# SOURCE MATERIAL
::::::::::
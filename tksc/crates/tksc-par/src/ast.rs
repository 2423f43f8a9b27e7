//! AST node definitions for TokenScript.
//!
//! Every node carries the [`Span`] of its defining token so evaluation
//! errors can point back into the original token body.

use tksc_util::Span;

/// A parsed script: a sequence of statements, optionally closed by a single
/// expression with no terminator (the usual shape of a token body such as
/// `16 * {base}px`).
#[derive(Debug, Clone)]
pub struct Program {
    pub stmts: Vec<Stmt>,
    pub trailing: Option<Expr>,
}

impl Program {
    /// True when the script contains nothing at all.
    pub fn is_empty(&self) -> bool {
        self.stmts.is_empty() && self.trailing.is_none()
    }
}

/// Statement
#[derive(Debug, Clone)]
pub enum Stmt {
    VarDecl(VarDeclStmt),
    Assign(AssignStmt),
    If(IfStmt),
    While(WhileStmt),
    Return(ReturnStmt),
    Expr(ExprStmt),
}

impl Stmt {
    pub fn span(&self) -> Span {
        match self {
            Stmt::VarDecl(s) => s.span,
            Stmt::Assign(s) => s.span,
            Stmt::If(s) => s.span,
            Stmt::While(s) => s.span,
            Stmt::Return(s) => s.span,
            Stmt::Expr(s) => s.span,
        }
    }
}

/// `variable name: Type.Sub = init;`
#[derive(Debug, Clone)]
pub struct VarDeclStmt {
    pub name: String,
    pub ty: TypeDecl,
    pub init: Option<Expr>,
    pub span: Span,
}

/// Declared type, e.g. `Number`, `Color.Hex`, `NumberWithUnit.Px`.
#[derive(Debug, Clone)]
pub struct TypeDecl {
    pub base: String,
    pub sub: Option<String>,
    pub span: Span,
}

/// `lvalue = expr;`
#[derive(Debug, Clone)]
pub struct AssignStmt {
    pub target: LValue,
    pub value: Expr,
    pub span: Span,
}

/// Assignment target: a bare variable or a dotted attribute chain.
#[derive(Debug, Clone)]
pub enum LValue {
    Var { name: String, span: Span },
    Attr {
        base: String,
        chain: Vec<String>,
        span: Span,
    },
}

impl LValue {
    pub fn span(&self) -> Span {
        match self {
            LValue::Var { span, .. } | LValue::Attr { span, .. } => *span,
        }
    }
}

/// `if (cond) [..] elif (cond) [..] else [..]`
#[derive(Debug, Clone)]
pub struct IfStmt {
    /// The `if` arm followed by any `elif` arms, in source order.
    pub arms: Vec<IfArm>,
    pub else_block: Option<Block>,
    pub span: Span,
}

/// One condition/body pair of an if statement.
#[derive(Debug, Clone)]
pub struct IfArm {
    pub cond: Expr,
    pub body: Block,
}

/// `while (cond) [..]`
#[derive(Debug, Clone)]
pub struct WhileStmt {
    pub cond: Expr,
    pub body: Block,
    pub span: Span,
}

/// `return expr;`
#[derive(Debug, Clone)]
pub struct ReturnStmt {
    pub value: Expr,
    pub span: Span,
}

/// An expression in statement position.
#[derive(Debug, Clone)]
pub struct ExprStmt {
    pub expr: Expr,
    pub span: Span,
}

/// `[ statement* ]`
#[derive(Debug, Clone)]
pub struct Block {
    pub stmts: Vec<Stmt>,
    pub span: Span,
}

/// Expression
#[derive(Debug, Clone)]
pub enum Expr {
    /// Numeric literal.
    Number(NumberLit),
    /// Bare identifier; resolves to a variable if one is in scope, and to a
    /// plain string otherwise.
    Str(StrLit),
    /// Quoted string literal.
    ExplicitStr(StrLit),
    /// `#RGB` / `#RRGGBB` literal.
    HexColor(StrLit),
    /// `true` / `false`.
    Bool(BoolLit),
    /// `null` / `undefined`.
    Null(Span),
    /// `{dotted.name}`.
    Reference(RefExpr),
    /// `<expr><unit>`, e.g. `2px` or `{base}px`.
    UnitSuffix(UnitSuffixExpr),
    /// `-expr` or `!expr`.
    Unary(UnaryExpr),
    /// Arithmetic binary operation.
    Binary(BinaryExpr),
    /// `&&` / `||`, short-circuiting.
    Logical(LogicalExpr),
    /// Comparison, non-chaining.
    Compare(CompareExpr),
    /// Explicit (comma) or implicit (juxtaposition) list.
    List(ListExpr),
    /// `name(args)`.
    Call(CallExpr),
    /// `expr.name`.
    Attribute(AttrExpr),
    /// `expr.name(args)`.
    MethodCall(MethodCallExpr),
}

impl Expr {
    pub fn span(&self) -> Span {
        match self {
            Expr::Number(e) => e.span,
            Expr::Str(e) | Expr::ExplicitStr(e) | Expr::HexColor(e) => e.span,
            Expr::Bool(e) => e.span,
            Expr::Null(span) => *span,
            Expr::Reference(e) => e.span,
            Expr::UnitSuffix(e) => e.span,
            Expr::Unary(e) => e.span,
            Expr::Binary(e) => e.span,
            Expr::Logical(e) => e.span,
            Expr::Compare(e) => e.span,
            Expr::List(e) => e.span,
            Expr::Call(e) => e.span,
            Expr::Attribute(e) => e.span,
            Expr::MethodCall(e) => e.span,
        }
    }
}

/// Numeric literal payload.
#[derive(Debug, Clone)]
pub struct NumberLit {
    pub value: f64,
    /// Whether the source spelled a decimal point.
    pub is_float: bool,
    pub span: Span,
}

/// String-like literal payload.
#[derive(Debug, Clone)]
pub struct StrLit {
    pub value: String,
    pub span: Span,
}

/// Boolean literal payload.
#[derive(Debug, Clone)]
pub struct BoolLit {
    pub value: bool,
    pub span: Span,
}

/// `{name}` payload.
#[derive(Debug, Clone)]
pub struct RefExpr {
    pub name: String,
    pub span: Span,
}

/// Unit suffix payload.
#[derive(Debug, Clone)]
pub struct UnitSuffixExpr {
    pub expr: Box<Expr>,
    /// Canonical lowercase unit keyword (`px`, `%`, ...).
    pub unit: String,
    pub span: Span,
}

/// Unary operators.
#[derive(Debug, Clone, Copy, PartialEq, Eq)]
pub enum UnaryOp {
    Neg,
    Not,
}

/// Unary expression payload.
#[derive(Debug, Clone)]
pub struct UnaryExpr {
    pub op: UnaryOp,
    pub expr: Box<Expr>,
    pub span: Span,
}

/// Arithmetic binary operators.
#[derive(Debug, Clone, Copy, PartialEq, Eq)]
pub enum BinOp {
    Add,
    Sub,
    Mul,
    Div,
    /// `^`, right-associative.
    Pow,
}

/// Binary expression payload.
#[derive(Debug, Clone)]
pub struct BinaryExpr {
    pub op: BinOp,
    pub lhs: Box<Expr>,
    pub rhs: Box<Expr>,
    pub span: Span,
}

/// Short-circuiting logical operators.
#[derive(Debug, Clone, Copy, PartialEq, Eq)]
pub enum LogicalOp {
    And,
    Or,
}

/// Logical expression payload.
#[derive(Debug, Clone)]
pub struct LogicalExpr {
    pub op: LogicalOp,
    pub lhs: Box<Expr>,
    pub rhs: Box<Expr>,
    pub span: Span,
}

/// Comparison operators.
#[derive(Debug, Clone, Copy, PartialEq, Eq)]
pub enum CmpOp {
    Eq,
    Ne,
    Lt,
    Le,
    Gt,
    Ge,
}

/// Comparison expression payload.
#[derive(Debug, Clone)]
pub struct CompareExpr {
    pub op: CmpOp,
    pub lhs: Box<Expr>,
    pub rhs: Box<Expr>,
    pub span: Span,
}

/// List payload. Implicit lists come from juxtaposition (`1px 2px`),
/// explicit lists from the comma operator (`a, b`).
#[derive(Debug, Clone)]
pub struct ListExpr {
    pub items: Vec<Expr>,
    pub is_implicit: bool,
    pub span: Span,
}

/// Function call payload.
#[derive(Debug, Clone)]
pub struct CallExpr {
    /// Original casing preserved: uninterpreted keywords are case-sensitive.
    pub name: String,
    pub args: Vec<Expr>,
    pub span: Span,
}

/// Attribute access payload.
#[derive(Debug, Clone)]
pub struct AttrExpr {
    pub receiver: Box<Expr>,
    pub name: String,
    pub span: Span,
}

/// Method call payload.
#[derive(Debug, Clone)]
pub struct MethodCallExpr {
    pub receiver: Box<Expr>,
    pub name: String,
    pub args: Vec<Expr>,
    pub span: Span,
}
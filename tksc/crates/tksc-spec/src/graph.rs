//! The conversion-graph substrate shared by all managers.
//!
//! Nodes are version-normalized URI bases; edges carry whatever the owning
//! manager stores (a conversion script). Path search is plain BFS, so the
//! first route found is a shortest one; neighbor order is insertion order,
//! which keeps tie-breaking deterministic.

use std::collections::VecDeque;

use indexmap::IndexMap;
use rustc_hash::{FxHashMap, FxHashSet};

/// A directed graph of conversion edges keyed by URI base.
#[derive(Clone, Debug)]
pub struct ConversionGraph<E> {
    edges: FxHashMap<String, IndexMap<String, E>>,
}

impl<E> Default for ConversionGraph<E> {
    fn default() -> Self {
        Self {
            edges: FxHashMap::default(),
        }
    }
}

impl<E> ConversionGraph<E> {
    pub fn new() -> Self {
        Self::default()
    }

    /// Inserts (or replaces) the edge `source → target`.
    pub fn insert(&mut self, source: impl Into<String>, target: impl Into<String>, edge: E) {
        self.edges
            .entry(source.into())
            .or_default()
            .insert(target.into(), edge);
    }

    /// Direct edge lookup.
    pub fn edge(&self, source: &str, target: &str) -> Option<&E> {
        self.edges.get(source)?.get(target)
    }

    /// Number of nodes with outgoing edges.
    pub fn node_count(&self) -> usize {
        self.edges.len()
    }

    /// Finds a shortest path of edges from `source` to `target`.
    ///
    /// Returns an empty path when the two are equal, `None` when no route
    /// exists.
    pub fn shortest_path(&self, source: &str, target: &str) -> Option<Vec<&E>> {
        if source == target {
            return Some(Vec::new());
        }

        let mut visited = FxHashSet::default();
        let mut queue = VecDeque::new();
        let mut previous: FxHashMap<&str, &str> = FxHashMap::default();

        visited.insert(source);
        queue.push_back(source);

        'search: while let Some(node) = queue.pop_front() {
            let Some(neighbors) = self.edges.get(node) else {
                continue;
            };
            for next in neighbors.keys() {
                let next = next.as_str();
                if !visited.insert(next) {
                    continue;
                }
                previous.insert(next, node);
                if next == target {
                    break 'search;
                }
                queue.push_back(next);
            }
        }

        if !previous.contains_key(target) {
            return None;
        }

        // Walk predecessors back to the source, then emit edges forward.
        let mut hops = vec![target];
        let mut cursor = target;
        while let Some(&prev) = previous.get(cursor) {
            hops.push(prev);
            cursor = prev;
        }
        hops.reverse();

        let path = hops
            .windows(2)
            .map(|pair| {
                self.edge(pair[0], pair[1])
                    .expect("edge exists along BFS path")
            })
            .collect();
        Some(path)
    }
}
::::::::::
# WORK INSTRUCTIONS
Among the lines above, show every one that contains the string "neighbors".

# EXERCISE SOLUTION
            let Some(neighbors) = self.edges.get(node) else {
            for next in neighbors.keys() {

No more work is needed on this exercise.